H.G. Wells’ Things to Come is one of the more interesting early entries in the history of science fiction movies. Unlike films such as Fritz Lang’s Metropolis, Wells believed that man could achieve Utopia, and not the horrible dystopia or post-apocalyptic world’s we still get in today’s sci-fi movies. H.G. Wells was a socialist who believed strongly in a one world government, and an abolition of religion as independent nations, stating that religions were responsible for most the world’s strife. Not an easy statement to argue with. He argued with Stalin that his revolution was a good starting point, but he was going about it all wrong by putting the factory workers and farmers in charge, if you want to create perfect society scientists and men of learning should govern not the unwashed masses. Talks broke down after that.
Teaming up with Alexander Korda, and based on his book The Shape of Things to Come, H.G. Wells was given almost unprecedented creative control over the project. Director William Cameron Menzies was not allowed to deviate from Wells’ screenplay, also Wells had veto power on casting and he even hired composer Arthur Bliss to score the film before even one frame of film had been shot. Wells was not so much worried about making a profitable movie as he was and creating a perfect translation of his prophetic writings. This was not really an ego thing either, as he truly believed that if society could see what was possible then maybe it could eventually come to be. This from a man staring out at a world readying itself for World War II.
Future War!
The movie begins in the near future of 1940 on Christmas Day, located in the fictional British city of Everytown. The streets are full of people panicking at the thought of a possible upcoming war, some such as John Cabal (Raymond Massey) are greatly worried, while other believe that even if there were to be a war it will only provide technological advancements.
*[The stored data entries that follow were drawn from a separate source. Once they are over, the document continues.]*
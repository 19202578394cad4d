use core::fmt;

/// A typed runtime failure.
///
/// Execution of Wasm code may produce a [`Trap`], which immediately aborts
/// the current path. Traps cannot be handled by Wasm code; they unwind to
/// the enclosing invocation boundary and are reported to the embedder.
#[derive(Debug, Clone)]
pub struct Trap {
    reason: TrapReason,
}

#[derive(Debug, Clone)]
enum TrapReason {
    /// A trap raised by an instruction.
    Code(TrapCode),
    /// A trap described by a free-form message, e.g. from a host function.
    Message(Box<str>),
}

impl Trap {
    /// Creates a new [`Trap`] described by `message`.
    #[cold]
    pub fn new<T>(message: T) -> Self
    where
        T: Into<Box<str>>,
    {
        Self {
            reason: TrapReason::Message(message.into()),
        }
    }

    /// Returns the [`TrapCode`] if this trap originates from an instruction.
    pub fn code(&self) -> Option<TrapCode> {
        match &self.reason {
            TrapReason::Code(code) => Some(*code),
            TrapReason::Message(_) => None,
        }
    }
}

impl From<TrapCode> for Trap {
    #[cold]
    fn from(code: TrapCode) -> Self {
        Self {
            reason: TrapReason::Code(code),
        }
    }
}

impl fmt::Display for Trap {
    fn fmt(&self, f: &mut fmt::Formatter) -> fmt::Result {
        match &self.reason {
            TrapReason::Code(code) => fmt::Display::fmt(code, f),
            TrapReason::Message(message) => write!(f, "{message}"),
        }
    }
}

impl std::error::Error for Trap {}

/// The fixed set of instruction-level trap conditions.
#[derive(Debug, Copy, Clone, PartialEq, Eq)]
pub enum TrapCode {
    /// The `unreachable` instruction was executed.
    Unreachable,
    /// A load or store fell outside the bounds of a linear memory.
    OutOfBoundsMemoryAccess,
    /// A table access fell outside the bounds of the table.
    OutOfBoundsTableAccess,
    /// `call_indirect` addressed a table slot outside the initialised range.
    UndefinedElement,
    /// `call_indirect` hit a null table slot.
    UninitializedElement,
    /// Signed division or remainder overflowed, or a float truncation fell
    /// outside the target integer range.
    IntegerOverflow,
    /// Integer division or remainder by zero.
    IntegerDivideByZero,
    /// A float truncation was applied to a NaN.
    InvalidConversionToInt,
    /// The function loaded by `call_indirect` has a different type than the
    /// instruction declares.
    IndirectCallTypeMismatch,
    /// A host function was invoked with arguments that do not match its
    /// declared signature.
    ExternCallArgTypeMismatch,
    /// The frame stack outgrew its limit.
    StackOverflow,
}

impl TrapCode {
    /// Returns the trap message as used by the reference test suite.
    pub fn trap_message(&self) -> &'static str {
        match self {
            Self::Unreachable => "unreachable",
            Self::OutOfBoundsMemoryAccess => "out of bounds memory access",
            Self::OutOfBoundsTableAccess => "out of bounds table access",
            Self::UndefinedElement => "undefined element",
            Self::UninitializedElement => "uninitialized element",
            Self::IntegerOverflow => "integer overflow",
            Self::IntegerDivideByZero => "integer divide by zero",
            Self::InvalidConversionToInt => "invalid conversion to integer",
            Self::IndirectCallTypeMismatch => "indirect call type mismatch",
            Self::ExternCallArgTypeMismatch => "extern call argument type mismatch",
            Self::StackOverflow => "call stack exhausted",
        }
    }
}

impl fmt::Display for TrapCode {
    fn fmt(&self, f: &mut fmt::Formatter) -> fmt::Result {
        write!(f, "{}", self.trap_message())
    }
}
//! Core primitives for the weft WebAssembly toolchain.
//!
//! This crate defines the pieces every pipeline stage agrees on:
//!
//! - the type grammar ([`ValType`], [`RefType`], [`FuncType`]),
//! - concrete runtime values ([`Val`]) together with the conversion and
//!   arithmetic traits the interpreter dispatches through,
//! - bit-preserving float wrappers ([`F32`], [`F64`]),
//! - the runtime failure channel ([`Trap`], [`TrapCode`]).
//!
//! Nothing in here knows about modules, stores or instruction encodings.

#![warn(missing_docs)]

mod nan_preserving_float;
mod trap;
mod types;
mod value;

pub use self::{
    nan_preserving_float::{F32, F64},
    trap::{Trap, TrapCode},
    types::{FuncType, RefType, ValType},
    value::{
        ArithmeticOps,
        ExtendInto,
        Float,
        FromVal,
        Integer,
        LittleEndianConvert,
        TransmuteInto,
        TruncSatInto,
        TryTruncateInto,
        Val,
        WrapInto,
    },
};
//! Stack-polymorphic validation of function bodies.
//!
//! The value stack is tracked as a list of three-valued types: a concrete
//! type, `Any` (the unreachable stack, which absorbs arbitrary pops), or
//! `Something` (present but not yet constrained). Control frames record
//! the stack height at entry and the branch-target types; a branch leaves
//! `[Any]` on the stack for the rest of the block.

use std::collections::HashSet;

use weft_core::{FuncType, RefType, ValType};

use crate::ast::{NumSize, PackSize};
use crate::module::{Func, Module, Op};
use crate::Error;

/// A type on the validation stack.
#[derive(Debug, Copy, Clone, PartialEq, Eq)]
enum StackTy {
    /// The unreachable stack: matches and absorbs anything.
    Any,
    /// A value is present but its type is not yet constrained.
    Something,
    /// A concrete value type.
    Val(ValType),
}

impl StackTy {
    /// `match_types`: either side being `Any` or `Something` matches.
    fn matches(self, required: ValType) -> bool {
        match self {
            Self::Any | Self::Something => true,
            Self::Val(ty) => ty == required,
        }
    }
}

/// Why a control frame was pushed; a loop branches to its start.
#[derive(Debug, Copy, Clone, PartialEq, Eq)]
enum FrameKind {
    Func,
    Block,
    Loop,
    If,
}

#[derive(Debug, Clone)]
struct Frame {
    kind: FrameKind,
    ty: FuncType,
    height: usize,
}

impl Frame {
    /// The types a branch to this frame must provide: the results for a
    /// block or if, the parameters for a loop.
    fn branch_target(&self) -> &[ValType] {
        match self.kind {
            FrameKind::Loop => self.ty.params(),
            _ => self.ty.results(),
        }
    }
}

pub(super) fn validate_function(
    module: &Module,
    declared: &HashSet<u32>,
    function: &Func,
) -> Result<(), Error> {
    let ty = module
        .types
        .get(function.ty)
        .ok_or_else(|| Error::validation(format!("unknown type {}", function.ty)))?;
    let mut locals: Vec<ValType> = ty.params().to_vec();
    locals.extend(function.locals.iter().copied());
    let mut validator = Validator {
        module,
        declared,
        locals,
        stack: Vec::new(),
        frames: Vec::new(),
    };
    let outer = FuncType::new([], ty.results().to_vec());
    validator.check_frame(FrameKind::Func, &outer, &function.body)?;
    Ok(())
}

struct Validator<'a> {
    module: &'a Module,
    declared: &'a HashSet<u32>,
    locals: Vec<ValType>,
    stack: Vec<StackTy>,
    frames: Vec<Frame>,
}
Note: H.G. Wells was firmly against the belief that anything good could come of war, so in this film such thoughts are mocked and are one of the bigger misses in his predictions of the future.
Everytown on the brink of war.
War does break out, and Everytown is reduced to horrifying hellscape of death and destruction, and this was something the real British subjects watching this film would become accustomed to rather shortly as Wells prediction for the start of the next World War was only off by sixteen months. Later we find Cabal flying the not so friendly skies as he dogfights with an enemy bomber (John Clements), he shoots the man down but then lands to give the dying man comfort. As poisonous gas approaches, presumably dropped by the dying bomber, he comes running and coughing before the deadly fog. The injured man saying he is dying anyway gives his gas mask to the girl, and urges Cabal to take the girl and go. Cabal does, but not before giving the man his service revolver so he can end his life before the gas does.
Newtown has seen better days.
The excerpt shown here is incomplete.